• _Exercise inputs_:
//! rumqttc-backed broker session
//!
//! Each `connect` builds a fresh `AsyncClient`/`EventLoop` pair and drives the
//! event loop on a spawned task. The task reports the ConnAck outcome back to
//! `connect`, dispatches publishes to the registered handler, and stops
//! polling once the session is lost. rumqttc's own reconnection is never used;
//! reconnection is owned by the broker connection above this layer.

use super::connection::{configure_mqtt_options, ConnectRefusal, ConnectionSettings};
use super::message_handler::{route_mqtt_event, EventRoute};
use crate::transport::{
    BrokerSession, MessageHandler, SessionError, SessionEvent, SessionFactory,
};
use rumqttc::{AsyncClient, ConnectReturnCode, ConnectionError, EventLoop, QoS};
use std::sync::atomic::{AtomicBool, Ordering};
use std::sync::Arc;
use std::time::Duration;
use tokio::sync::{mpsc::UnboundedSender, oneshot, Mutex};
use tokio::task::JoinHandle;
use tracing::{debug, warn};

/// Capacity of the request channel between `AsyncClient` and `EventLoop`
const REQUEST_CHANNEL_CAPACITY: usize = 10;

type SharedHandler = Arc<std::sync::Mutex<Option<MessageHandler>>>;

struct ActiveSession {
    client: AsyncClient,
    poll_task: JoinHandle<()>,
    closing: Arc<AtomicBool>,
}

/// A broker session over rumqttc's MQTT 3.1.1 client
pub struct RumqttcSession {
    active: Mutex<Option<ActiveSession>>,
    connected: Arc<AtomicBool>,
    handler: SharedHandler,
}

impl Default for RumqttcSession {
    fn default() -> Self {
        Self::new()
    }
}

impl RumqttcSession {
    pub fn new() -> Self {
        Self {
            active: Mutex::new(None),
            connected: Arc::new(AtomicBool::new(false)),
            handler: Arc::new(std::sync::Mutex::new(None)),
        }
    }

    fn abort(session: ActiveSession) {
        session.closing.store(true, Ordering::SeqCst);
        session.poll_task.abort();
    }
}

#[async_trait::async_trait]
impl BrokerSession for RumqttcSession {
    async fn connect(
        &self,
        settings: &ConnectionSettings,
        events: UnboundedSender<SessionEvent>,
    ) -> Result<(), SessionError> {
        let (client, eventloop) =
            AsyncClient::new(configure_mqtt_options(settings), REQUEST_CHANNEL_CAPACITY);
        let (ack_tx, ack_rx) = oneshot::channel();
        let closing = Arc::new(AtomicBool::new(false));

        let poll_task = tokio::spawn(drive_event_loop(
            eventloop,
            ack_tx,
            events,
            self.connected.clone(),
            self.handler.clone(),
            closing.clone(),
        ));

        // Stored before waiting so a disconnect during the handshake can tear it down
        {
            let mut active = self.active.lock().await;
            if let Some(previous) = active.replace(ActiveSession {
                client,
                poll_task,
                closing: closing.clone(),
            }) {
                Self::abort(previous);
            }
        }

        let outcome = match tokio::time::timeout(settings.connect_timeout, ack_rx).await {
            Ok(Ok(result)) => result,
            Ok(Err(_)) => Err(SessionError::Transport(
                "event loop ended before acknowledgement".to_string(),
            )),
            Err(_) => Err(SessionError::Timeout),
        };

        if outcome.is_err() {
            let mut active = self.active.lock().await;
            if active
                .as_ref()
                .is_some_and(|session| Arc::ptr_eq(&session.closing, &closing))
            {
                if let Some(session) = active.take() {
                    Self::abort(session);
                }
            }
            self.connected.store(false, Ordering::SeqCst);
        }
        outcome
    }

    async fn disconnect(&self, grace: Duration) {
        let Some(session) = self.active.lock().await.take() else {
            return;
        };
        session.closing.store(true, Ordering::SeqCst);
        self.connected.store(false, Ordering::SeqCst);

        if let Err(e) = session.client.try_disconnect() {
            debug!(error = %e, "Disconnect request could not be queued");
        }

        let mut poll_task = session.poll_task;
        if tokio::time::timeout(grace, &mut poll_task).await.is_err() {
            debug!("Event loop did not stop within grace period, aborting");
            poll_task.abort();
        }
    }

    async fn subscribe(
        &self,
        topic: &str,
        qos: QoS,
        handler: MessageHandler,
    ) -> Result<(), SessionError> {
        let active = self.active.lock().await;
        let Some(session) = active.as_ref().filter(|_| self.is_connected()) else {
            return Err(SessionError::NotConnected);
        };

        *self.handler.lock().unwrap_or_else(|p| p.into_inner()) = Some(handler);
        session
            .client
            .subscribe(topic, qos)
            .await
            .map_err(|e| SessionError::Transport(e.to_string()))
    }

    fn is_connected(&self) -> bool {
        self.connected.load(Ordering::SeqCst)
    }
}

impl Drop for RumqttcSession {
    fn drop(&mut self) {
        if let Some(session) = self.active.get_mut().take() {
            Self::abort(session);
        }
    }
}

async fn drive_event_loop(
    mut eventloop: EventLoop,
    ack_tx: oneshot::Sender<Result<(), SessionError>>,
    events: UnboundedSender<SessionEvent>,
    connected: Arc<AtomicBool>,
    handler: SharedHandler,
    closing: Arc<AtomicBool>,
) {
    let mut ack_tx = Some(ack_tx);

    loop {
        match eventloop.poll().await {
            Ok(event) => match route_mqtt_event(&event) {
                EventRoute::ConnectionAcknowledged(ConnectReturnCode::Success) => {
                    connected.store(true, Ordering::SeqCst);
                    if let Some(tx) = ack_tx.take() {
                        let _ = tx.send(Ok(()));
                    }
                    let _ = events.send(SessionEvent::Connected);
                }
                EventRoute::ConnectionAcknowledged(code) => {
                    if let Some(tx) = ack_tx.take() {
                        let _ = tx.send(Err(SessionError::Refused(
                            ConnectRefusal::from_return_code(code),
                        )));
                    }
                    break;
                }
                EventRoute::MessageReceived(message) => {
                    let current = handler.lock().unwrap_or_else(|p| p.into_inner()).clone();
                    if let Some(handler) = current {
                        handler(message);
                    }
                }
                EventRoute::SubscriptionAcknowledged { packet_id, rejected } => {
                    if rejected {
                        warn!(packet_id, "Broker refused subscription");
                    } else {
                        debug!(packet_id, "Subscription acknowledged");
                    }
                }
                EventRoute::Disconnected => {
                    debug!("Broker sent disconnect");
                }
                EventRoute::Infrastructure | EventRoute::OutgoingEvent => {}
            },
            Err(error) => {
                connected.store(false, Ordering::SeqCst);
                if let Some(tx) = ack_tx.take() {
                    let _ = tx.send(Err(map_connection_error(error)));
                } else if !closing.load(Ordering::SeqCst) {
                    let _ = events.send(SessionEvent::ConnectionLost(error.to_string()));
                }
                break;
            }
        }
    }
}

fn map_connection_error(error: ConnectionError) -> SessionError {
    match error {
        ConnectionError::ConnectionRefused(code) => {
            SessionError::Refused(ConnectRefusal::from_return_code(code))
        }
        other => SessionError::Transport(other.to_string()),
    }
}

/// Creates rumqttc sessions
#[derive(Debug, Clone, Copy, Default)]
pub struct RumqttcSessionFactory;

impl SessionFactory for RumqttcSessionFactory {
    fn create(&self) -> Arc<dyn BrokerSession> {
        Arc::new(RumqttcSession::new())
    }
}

...

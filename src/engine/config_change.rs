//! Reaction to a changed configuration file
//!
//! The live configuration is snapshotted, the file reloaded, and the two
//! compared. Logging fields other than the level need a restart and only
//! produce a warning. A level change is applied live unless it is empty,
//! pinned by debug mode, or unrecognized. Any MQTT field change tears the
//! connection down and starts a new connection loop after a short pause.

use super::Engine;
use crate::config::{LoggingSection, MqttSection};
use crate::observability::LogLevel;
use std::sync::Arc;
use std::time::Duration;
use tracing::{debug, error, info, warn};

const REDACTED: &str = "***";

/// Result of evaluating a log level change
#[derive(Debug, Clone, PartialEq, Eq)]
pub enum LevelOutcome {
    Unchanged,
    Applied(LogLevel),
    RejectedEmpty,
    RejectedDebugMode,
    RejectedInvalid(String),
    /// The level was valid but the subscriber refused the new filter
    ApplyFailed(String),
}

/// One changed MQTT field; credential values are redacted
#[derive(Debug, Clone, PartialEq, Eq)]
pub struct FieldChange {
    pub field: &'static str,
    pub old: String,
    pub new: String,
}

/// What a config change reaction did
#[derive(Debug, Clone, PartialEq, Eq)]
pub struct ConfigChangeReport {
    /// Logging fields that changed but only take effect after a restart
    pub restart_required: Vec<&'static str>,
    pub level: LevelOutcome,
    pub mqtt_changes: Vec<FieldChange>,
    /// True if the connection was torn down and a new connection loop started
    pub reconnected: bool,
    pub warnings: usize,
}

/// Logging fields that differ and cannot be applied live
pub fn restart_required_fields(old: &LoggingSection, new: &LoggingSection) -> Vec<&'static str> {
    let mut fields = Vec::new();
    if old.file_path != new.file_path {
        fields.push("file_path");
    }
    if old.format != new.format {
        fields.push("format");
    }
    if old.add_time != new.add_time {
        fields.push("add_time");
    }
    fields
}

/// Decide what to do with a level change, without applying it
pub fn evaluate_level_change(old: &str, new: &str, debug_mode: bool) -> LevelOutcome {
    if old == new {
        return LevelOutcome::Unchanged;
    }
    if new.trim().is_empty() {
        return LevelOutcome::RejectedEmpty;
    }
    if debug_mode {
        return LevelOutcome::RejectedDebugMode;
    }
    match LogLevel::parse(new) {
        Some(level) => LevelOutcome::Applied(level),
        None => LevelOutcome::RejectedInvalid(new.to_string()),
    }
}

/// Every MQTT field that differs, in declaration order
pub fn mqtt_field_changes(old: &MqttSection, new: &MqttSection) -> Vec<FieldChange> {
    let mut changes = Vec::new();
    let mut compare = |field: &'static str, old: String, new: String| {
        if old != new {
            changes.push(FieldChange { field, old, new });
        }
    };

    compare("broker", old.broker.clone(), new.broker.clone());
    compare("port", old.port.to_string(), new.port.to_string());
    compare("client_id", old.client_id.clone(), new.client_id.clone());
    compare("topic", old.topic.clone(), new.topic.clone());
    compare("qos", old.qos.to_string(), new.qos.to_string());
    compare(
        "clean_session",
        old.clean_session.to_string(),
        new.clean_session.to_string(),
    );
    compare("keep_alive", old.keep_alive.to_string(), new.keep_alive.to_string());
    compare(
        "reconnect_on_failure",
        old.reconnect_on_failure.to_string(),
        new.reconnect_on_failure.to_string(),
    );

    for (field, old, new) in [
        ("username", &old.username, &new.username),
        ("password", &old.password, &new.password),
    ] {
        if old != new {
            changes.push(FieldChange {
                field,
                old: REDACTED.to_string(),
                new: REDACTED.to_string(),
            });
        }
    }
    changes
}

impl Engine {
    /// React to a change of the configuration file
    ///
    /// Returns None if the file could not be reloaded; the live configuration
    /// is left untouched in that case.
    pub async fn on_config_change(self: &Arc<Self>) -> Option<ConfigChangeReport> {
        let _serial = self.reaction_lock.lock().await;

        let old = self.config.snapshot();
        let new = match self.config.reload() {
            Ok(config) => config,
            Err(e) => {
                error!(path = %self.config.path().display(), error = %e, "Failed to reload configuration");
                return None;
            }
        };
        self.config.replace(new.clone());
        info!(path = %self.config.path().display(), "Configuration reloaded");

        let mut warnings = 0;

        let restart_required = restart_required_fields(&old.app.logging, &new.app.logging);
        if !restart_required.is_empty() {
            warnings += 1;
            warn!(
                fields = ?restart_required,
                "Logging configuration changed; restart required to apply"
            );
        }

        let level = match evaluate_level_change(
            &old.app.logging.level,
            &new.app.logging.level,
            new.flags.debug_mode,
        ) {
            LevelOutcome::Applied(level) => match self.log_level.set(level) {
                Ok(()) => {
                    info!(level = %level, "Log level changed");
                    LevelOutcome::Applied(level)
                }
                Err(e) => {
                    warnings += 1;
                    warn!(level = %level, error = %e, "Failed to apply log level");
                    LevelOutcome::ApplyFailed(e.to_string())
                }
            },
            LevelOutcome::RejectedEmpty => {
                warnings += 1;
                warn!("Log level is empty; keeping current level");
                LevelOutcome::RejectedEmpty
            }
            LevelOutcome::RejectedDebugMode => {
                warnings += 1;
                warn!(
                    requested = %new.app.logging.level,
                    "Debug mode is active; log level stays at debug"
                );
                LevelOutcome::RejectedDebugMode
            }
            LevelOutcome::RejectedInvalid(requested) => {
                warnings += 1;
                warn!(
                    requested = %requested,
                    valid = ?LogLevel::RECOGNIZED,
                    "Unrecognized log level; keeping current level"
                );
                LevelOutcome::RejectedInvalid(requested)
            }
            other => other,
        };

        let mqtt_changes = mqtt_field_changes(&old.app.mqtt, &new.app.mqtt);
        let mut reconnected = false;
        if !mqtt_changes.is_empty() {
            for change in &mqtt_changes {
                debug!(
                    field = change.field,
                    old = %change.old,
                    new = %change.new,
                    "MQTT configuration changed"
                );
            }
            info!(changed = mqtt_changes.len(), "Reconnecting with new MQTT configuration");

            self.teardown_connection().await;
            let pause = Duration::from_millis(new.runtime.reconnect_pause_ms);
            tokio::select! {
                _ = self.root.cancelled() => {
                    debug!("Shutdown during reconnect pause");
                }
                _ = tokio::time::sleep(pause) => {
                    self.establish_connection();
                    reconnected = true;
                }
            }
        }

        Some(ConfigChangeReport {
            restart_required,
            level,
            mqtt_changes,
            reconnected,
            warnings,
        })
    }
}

• _Aim of the exercise_:
Among the entries above, the line containing "rumqttc-backed broker session", the line containing "const REQUEST_CHANNEL_CAPACITY: usize = 10;", and all lines between them are to be restated word for word; nothing else belongs in the reply.

• _Written solution_:
//! rumqttc-backed broker session
//!
//! Each `connect` builds a fresh `AsyncClient`/`EventLoop` pair and drives the
//! event loop on a spawned task. The task reports the ConnAck outcome back to
//! `connect`, dispatches publishes to the registered handler, and stops
//! polling once the session is lost. rumqttc's own reconnection is never used;
//! reconnection is owned by the broker connection above this layer.

use super::connection::{configure_mqtt_options, ConnectRefusal, ConnectionSettings};
use super::message_handler::{route_mqtt_event, EventRoute};
use crate::transport::{
    BrokerSession, MessageHandler, SessionError, SessionEvent, SessionFactory,
};
use rumqttc::{AsyncClient, ConnectReturnCode, ConnectionError, EventLoop, QoS};
use std::sync::atomic::{AtomicBool, Ordering};
use std::sync::Arc;
use std::time::Duration;
use tokio::sync::{mpsc::UnboundedSender, oneshot, Mutex};
use tokio::task::JoinHandle;
use tracing::{debug, warn};

/// Capacity of the request channel between `AsyncClient` and `EventLoop`
const REQUEST_CHANNEL_CAPACITY: usize = 10;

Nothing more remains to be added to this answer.